Badly behaving author, er, publicist alert....

So I had an email a day or two ago from, apparently, an entity called "Smith Publicity" plugging two books (for what it's worth, The Mortis by Jonathan Miller, and The Confessional by Reiny Pierson). I responded asking that my email address be removed from whatever list it had somehow gotten on, and also asking how they got hold of it in the first place. I would have let it all fade into oblivion if the response had not been: "Your information was obtained by our intern who researched reviewers."

 

If there's anything worse than spammers, it's spammers who data-mine indiscriminately. I wouldn't have read either of these books before this; now I am actively anti-them.

 

So here's my PSA for the day: you might want to block the email addresses lncoppotelli@gmail.com and lynn@smithpublicity.com. Since they're acting on the authors' behest and, I assume, on their nickel, I wouldn't trust either of them as far as I could throw 'em either.
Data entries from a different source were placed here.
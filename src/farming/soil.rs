//! Soil layer: the farm grid plus the tiles and plants living on it.
//!
//! Pure state. Sprites are reconciled from it in `render`.

use bevy::prelude::*;
use rand::Rng;
use std::collections::BTreeMap;

use crate::data::MapSource;
use crate::shared::*;

use super::crops::Plant;
use super::grid::{SoilGrid, SoilVariant};

/// Map layer whose tiles mark farmable cells.
pub const FARMABLE_LAYER: &str = "Farmable";

#[derive(Resource, Debug, Clone, Default)]
pub struct SoilLayer {
    tile_size: f32,
    grid: SoilGrid,
    /// Tilled tile → autotile variant.
    soil_tiles: BTreeMap<TilePos, SoilVariant>,
    /// Watered tile → random overlay variant.
    water_tiles: BTreeMap<TilePos, u32>,
    plants: BTreeMap<TilePos, Plant>,
}

impl SoilLayer {
    pub fn new(grid: SoilGrid, tile_size: f32) -> Self {
        Self {
            tile_size,
            grid,
            ..default()
        }
    }

    pub fn from_map(map: &impl MapSource, tile_size: f32) -> Self {
        let (cols, rows) = map.size_in_tiles();
        let mut grid = SoilGrid::new(cols, rows);
        for tile in map.tiles(FARMABLE_LAYER) {
            grid.mark_farmable(TilePos::new(tile.col, tile.row));
        }
        Self::new(grid, tile_size)
    }

    pub fn tile_size(&self) -> f32 {
        self.tile_size
    }

    pub fn grid(&self) -> &SoilGrid {
        &self.grid
    }

    pub fn soil_tiles(&self) -> &BTreeMap<TilePos, SoilVariant> {
        &self.soil_tiles
    }

    pub fn water_tiles(&self) -> &BTreeMap<TilePos, u32> {
        &self.water_tiles
    }

    pub fn plants(&self) -> &BTreeMap<TilePos, Plant> {
        &self.plants
    }

    /// Till the farmable tile under `point`. While it rains the new soil is
    /// watered straight away.
    pub fn till(&mut self, point: Vec2, raining: bool, rng: &mut impl Rng) -> bool {
        let Some(pos) = self.grid.tile_at(point, self.tile_size) else {
            return false;
        };
        let tilled = self.grid.get_mut(pos).is_some_and(|cell| cell.till());
        if !tilled {
            return false;
        }
        self.create_soil_tiles();
        if raining {
            self.water_tile(pos, rng);
        }
        true
    }

    /// Rebuild every soil tile from the grid so neighbours re-autotile.
    pub fn create_soil_tiles(&mut self) {
        self.soil_tiles = self
            .grid
            .iter()
            .filter(|(_, cell)| cell.is_tilled())
            .map(|(pos, _)| (pos, SoilVariant::from_neighbors(self.grid.tilled_neighbors(pos))))
            .collect();
    }

    /// Water the soil tile under `point`.
    pub fn water(&mut self, point: Vec2, rng: &mut impl Rng) -> bool {
        match self.grid.tile_at(point, self.tile_size) {
            Some(pos) if self.soil_tiles.contains_key(&pos) => self.water_tile(pos, rng),
            _ => false,
        }
    }

    fn water_tile(&mut self, pos: TilePos, rng: &mut impl Rng) -> bool {
        let watered = self.grid.get_mut(pos).is_some_and(|cell| cell.water());
        if watered {
            self.water_tiles.insert(pos, rng.gen());
        }
        watered
    }

    pub fn water_all(&mut self, rng: &mut impl Rng) {
        let tilled: Vec<TilePos> = self.soil_tiles.keys().copied().collect();
        for pos in tilled {
            self.water_tile(pos, rng);
        }
    }

    pub fn remove_water(&mut self) {
        self.water_tiles.clear();
        for cell in self.grid.cells_mut() {
            cell.dry();
        }
    }

    pub fn is_watered(&self, point: Vec2) -> bool {
        self.grid
            .tile_at(point, self.tile_size)
            .and_then(|pos| self.grid.get(pos))
            .is_some_and(|cell| cell.is_watered())
    }

    /// Plant on the tilled, unplanted tile under `point`.
    pub fn plant_seed(&mut self, point: Vec2, seed: Seed, spec: &CropSpec) -> bool {
        let Some(pos) = self.grid.tile_at(point, self.tile_size) else {
            return false;
        };
        if !self.soil_tiles.contains_key(&pos) {
            return false;
        }
        let planted = self.grid.get_mut(pos).is_some_and(|cell| cell.plant());
        if planted {
            let plant = Plant::new(seed, pos, pos.rect(self.tile_size), spec);
            self.plants.insert(pos, plant);
        }
        planted
    }

    /// Grow every plant by its own speed if its tile is watered.
    pub fn update_plants(&mut self) {
        for (pos, plant) in self.plants.iter_mut() {
            let watered = self.grid.get(*pos).is_some_and(|cell| cell.is_watered());
            plant.grow(watered);
        }
    }

    /// Remove a ripe plant. Unripe plants stay.
    pub fn harvest(&mut self, pos: TilePos) -> Option<Plant> {
        if !self.plants.get(&pos).is_some_and(|p| p.harvestable) {
            return None;
        }
        if let Some(cell) = self.grid.get_mut(pos) {
            cell.clear_plant();
        }
        self.plants.remove(&pos)
    }
}
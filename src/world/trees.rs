//! Choppable trees, their fruit and the stumps they leave behind.

use bevy::prelude::*;
use rand::Rng;
use std::time::Duration;

use crate::shared::*;

use super::objects::generic_hitbox;

#[derive(Debug, Clone, Copy, PartialEq, Eq, Default)]
pub struct ChopOutcome {
    /// Fruit knocked off by this hit.
    pub fruit: Option<Entity>,
    /// True only on the hit that fells the tree.
    pub felled: bool,
}

#[derive(Component, Debug, Clone, PartialEq)]
pub struct Tree {
    pub size: TreeSize,
    pub health: u32,
    pub alive: bool,
    pub fruit: Vec<Entity>,
}

impl Tree {
    pub fn new(size: TreeSize, health: u32) -> Self {
        Self {
            size,
            health,
            alive: true,
            fruit: Vec::new(),
        }
    }

    /// One axe hit. Stumps ignore further hits.
    pub fn damage(&mut self, rng: &mut impl Rng) -> ChopOutcome {
        if !self.alive {
            return ChopOutcome::default();
        }
        self.health = self.health.saturating_sub(1);
        let fruit = if self.fruit.is_empty() {
            None
        } else {
            let index = rng.gen_range(0..self.fruit.len());
            Some(self.fruit.remove(index))
        };
        ChopOutcome {
            fruit,
            felled: self.check_death(),
        }
    }

    /// Flip to a stump once health runs out. Fires once.
    pub fn check_death(&mut self) -> bool {
        if self.alive && self.health == 0 {
            self.alive = false;
            return true;
        }
        false
    }

    pub fn take_all_fruit(&mut self) -> Vec<Entity> {
        std::mem::take(&mut self.fruit)
    }

    /// Attachment offsets that bear fruit today. Stumps bear none.
    pub fn roll_fruit(&self, offsets: &[(f32, f32)], chance: f64, rng: &mut impl Rng) -> Vec<Vec2> {
        if !self.alive {
            return Vec::new();
        }
        let chance = chance.clamp(0.0, 1.0);
        offsets
            .iter()
            .filter(|_| rng.gen_bool(chance))
            .map(|(x, y)| Vec2::new(*x, *y))
            .collect()
    }
}

/// Stump sprite and hitbox, standing where the trunk stood.
pub fn stump_rects(tree_bounds: PixelRect, stump_size: Vec2) -> (PixelRect, PixelRect) {
    let bounds = PixelRect::from_midbottom(tree_bounds.midbottom(), stump_size);
    let hitbox = bounds.inflate(-10.0, -bounds.h * 0.6);
    (bounds, hitbox)
}

#[derive(Component, Debug, Clone, Copy)]
pub struct Fruit {
    pub tree: Entity,
}

fn spawn_fruit(
    commands: &mut Commands,
    tree_entity: Entity,
    tree_bounds: PixelRect,
    offsets: Vec<Vec2>,
    config: &TreeConfig,
    assets: &GameAssets,
) -> Vec<Entity> {
    offsets
        .into_iter()
        .map(|offset| {
            let rect = PixelRect::from_topleft(tree_bounds.topleft() + offset, config.fruit_size());
            commands
                .spawn((
                    Sprite {
                        image: assets.apple.clone(),
                        ..default()
                    },
                    Transform::default(),
                    Bounds(rect),
                    Layer::Fruit,
                    Fruit { tree: tree_entity },
                ))
                .id()
        })
        .collect()
}

/// Spawn a tree with its first day's fruit.
pub fn spawn_tree(
    commands: &mut Commands,
    rect: PixelRect,
    image: Handle<Image>,
    size: TreeSize,
    config: &TreeConfig,
    assets: &GameAssets,
    rng: &mut impl Rng,
) -> Entity {
    let entity = commands
        .spawn((
            Sprite { image, ..default() },
            Transform::default(),
            Bounds(rect),
            Hitbox(generic_hitbox(rect)),
            Obstacle,
            Layer::Main,
        ))
        .id();
    let mut tree = Tree::new(size, config.health);
    let offsets = tree.roll_fruit(config.fruit_offsets(size), config.fruit_chance, rng);
    tree.fruit = spawn_fruit(commands, entity, rect, offsets, config, assets);
    commands.entity(entity).insert(tree);
    entity
}

/// Axe swings hit every tree whose sprite contains the target point.
pub fn chop_trees(
    mut commands: Commands,
    mut actions: EventReader<PlayerAction>,
    config: Res<GameConfig>,
    assets: Res<GameAssets>,
    mut trees: Query<(&mut Tree, &mut Bounds, &mut Hitbox, &mut Sprite)>,
    fruit: Query<(&Bounds, &Sprite), (With<Fruit>, Without<Tree>)>,
    mut pickups: EventWriter<ItemPickupEvent>,
    mut particles: EventWriter<SpawnParticleEvent>,
) {
    let mut rng = rand::thread_rng();
    let trees_cfg = &config.trees;

    for action in actions.read() {
        let PlayerAction::UseTool {
            tool: ToolKind::Axe,
            target,
        } = *action
        else {
            continue;
        };

        for (mut tree, mut bounds, mut hitbox, mut sprite) in &mut trees {
            if !bounds.0.contains_point(target) {
                continue;
            }
            let outcome = tree.damage(&mut rng);

            if let Some(apple) = outcome.fruit {
                if let Ok((apple_bounds, apple_sprite)) = fruit.get(apple) {
                    particles.send(SpawnParticleEvent {
                        image: apple_sprite.image.clone(),
                        bounds: apple_bounds.0,
                        layer: Layer::Fruit,
                        duration: Duration::from_millis(trees_cfg.chop_particle_ms),
                    });
                }
                commands.entity(apple).despawn();
                pickups.send(ItemPickupEvent {
                    item: Item::Apple,
                    quantity: 1,
                });
            }

            if outcome.felled {
                particles.send(SpawnParticleEvent {
                    image: sprite.image.clone(),
                    bounds: bounds.0,
                    layer: Layer::Fruit,
                    duration: Duration::from_millis(trees_cfg.fell_particle_ms),
                });
                for apple in tree.take_all_fruit() {
                    commands.entity(apple).despawn();
                }
                let (stump, stump_hitbox) = stump_rects(bounds.0, trees_cfg.stump_size(tree.size));
                bounds.0 = stump;
                hitbox.0 = stump_hitbox;
                sprite.image = assets.stump(tree.size);
                pickups.send(ItemPickupEvent {
                    item: Item::Wood,
                    quantity: 1,
                });
                info!("[World] {} tree felled", tree.size.key());
            }
        }
    }
}

/// New day: every living tree drops yesterday's fruit and grows a fresh set.
pub fn regrow_fruit(
    mut commands: Commands,
    mut resets: EventReader<DayResetEvent>,
    config: Res<GameConfig>,
    assets: Res<GameAssets>,
    mut trees: Query<(Entity, &mut Tree, &Bounds)>,
) {
    if resets.is_empty() {
        return;
    }
    resets.clear();

    let mut rng = rand::thread_rng();
    let trees_cfg = &config.trees;
    let mut grown = 0;
    for (entity, mut tree, bounds) in &mut trees {
        for apple in tree.take_all_fruit() {
            commands.entity(apple).despawn();
        }
        let offsets =
            tree.roll_fruit(trees_cfg.fruit_offsets(tree.size), trees_cfg.fruit_chance, &mut rng);
        tree.fruit = spawn_fruit(&mut commands, entity, bounds.0, offsets, trees_cfg, &assets);
        grown += tree.fruit.len();
    }
    info!("[World] Fruit regrown: {grown} apples");
}

#[cfg(test)]
mod tests {
    use super::*;
    use rand::rngs::StdRng;
    use rand::SeedableRng;

    #[test]
    fn test_five_hits_fell_a_tree_once() {
        let mut rng = StdRng::seed_from_u64(4);
        let mut tree = Tree::new(TreeSize::Small, 5);
        for _ in 0..4 {
            assert!(!tree.damage(&mut rng).felled);
        }
        assert!(tree.damage(&mut rng).felled);
        assert!(!tree.alive);
        assert_eq!(tree.damage(&mut rng), ChopOutcome::default(), "stumps ignore hits");
        assert!(!tree.check_death());
    }

    #[test]
    fn test_each_hit_knocks_off_one_fruit() {
        let mut rng = StdRng::seed_from_u64(4);
        let mut tree = Tree::new(TreeSize::Large, 5);
        tree.fruit = vec![Entity::from_raw(1), Entity::from_raw(2)];

        let first = tree.damage(&mut rng).fruit.expect("two fruit left");
        let second = tree.damage(&mut rng).fruit.expect("one fruit left");
        assert_ne!(first, second);
        assert_eq!(tree.damage(&mut rng).fruit, None);
    }

    #[test]
    fn test_stumps_never_fruit() {
        let mut rng = StdRng::seed_from_u64(11);
        let offsets = [(1.0, 1.0), (2.0, 2.0), (3.0, 3.0)];
        let mut tree = Tree::new(TreeSize::Small, 1);
        assert_eq!(tree.roll_fruit(&offsets, 1.0, &mut rng).len(), 3);
        tree.damage(&mut rng);
        assert!(tree.roll_fruit(&offsets, 1.0, &mut rng).is_empty());
    }

    #[test]
    fn test_stump_stands_on_trunk_base() {
        let tree = PixelRect::new(100.0, 50.0, 96.0, 128.0);
        let (stump, hitbox) = stump_rects(tree, Vec2::new(48.0, 48.0));
        assert_eq!(stump.midbottom(), tree.midbottom());
        assert_eq!(hitbox.center(), stump.center());
        assert_eq!(hitbox.w, 38.0);
    }
}
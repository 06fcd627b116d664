use bevy::prelude::*;
use crate::shared::*;

use super::{Pose, PlayerController};

/// Enter while overlapping an interaction zone: the trader opens the shop,
/// the bed puts the player to sleep facing left.
pub fn interact_with_zones(
    input: Res<PlayerInput>,
    zones: Query<(&Bounds, &InteractionZone), Without<Player>>,
    mut players: Query<(&mut Player, &mut PlayerController, &Hitbox)>,
    mut toggle_shop: EventWriter<ToggleShopEvent>,
) {
    if !input.interact {
        return;
    }
    let Ok((mut player, mut controller, hitbox)) = players.get_single_mut() else {
        return;
    };
    if player.sleeping {
        return;
    }

    for (bounds, zone) in zones.iter() {
        if !bounds.0.intersects(&hitbox.0) {
            continue;
        }
        match zone.kind {
            ZoneKind::Trader => {
                toggle_shop.send(ToggleShopEvent);
            }
            ZoneKind::Bed => {
                controller.status.facing = Facing::Left;
                controller.status.pose = Pose::Idle;
                controller.direction = Vec2::ZERO;
                player.sleeping = true;
                info!("[Player] Going to sleep");
            }
        }
        break;
    }
}

pub fn collect_item_pickups(
    mut pickups: EventReader<ItemPickupEvent>,
    mut inventory: ResMut<Inventory>,
) {
    for event in pickups.read() {
        inventory.add_item(event.item, event.quantity);
        info!(
            "[Player] +{} {} (now {})",
            event.quantity,
            event.item.key(),
            inventory.item_count(event.item)
        );
    }
}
Miller's a Goodreads author; that worries me a little.

 

 ETA: I poked the troll by sending a snarky email back to Smith Publicity, and this was such a great response that I have to add it here: "It's not spam just because I sent you an unsolicited email asking you to review a book".

 

The definition of spam: "Unsolicited e-mail, often of a commercial nature, sent indiscriminately to multiple mailing lists, individuals, or newsgroups; junk e-mail." Stupid trolls are so cute.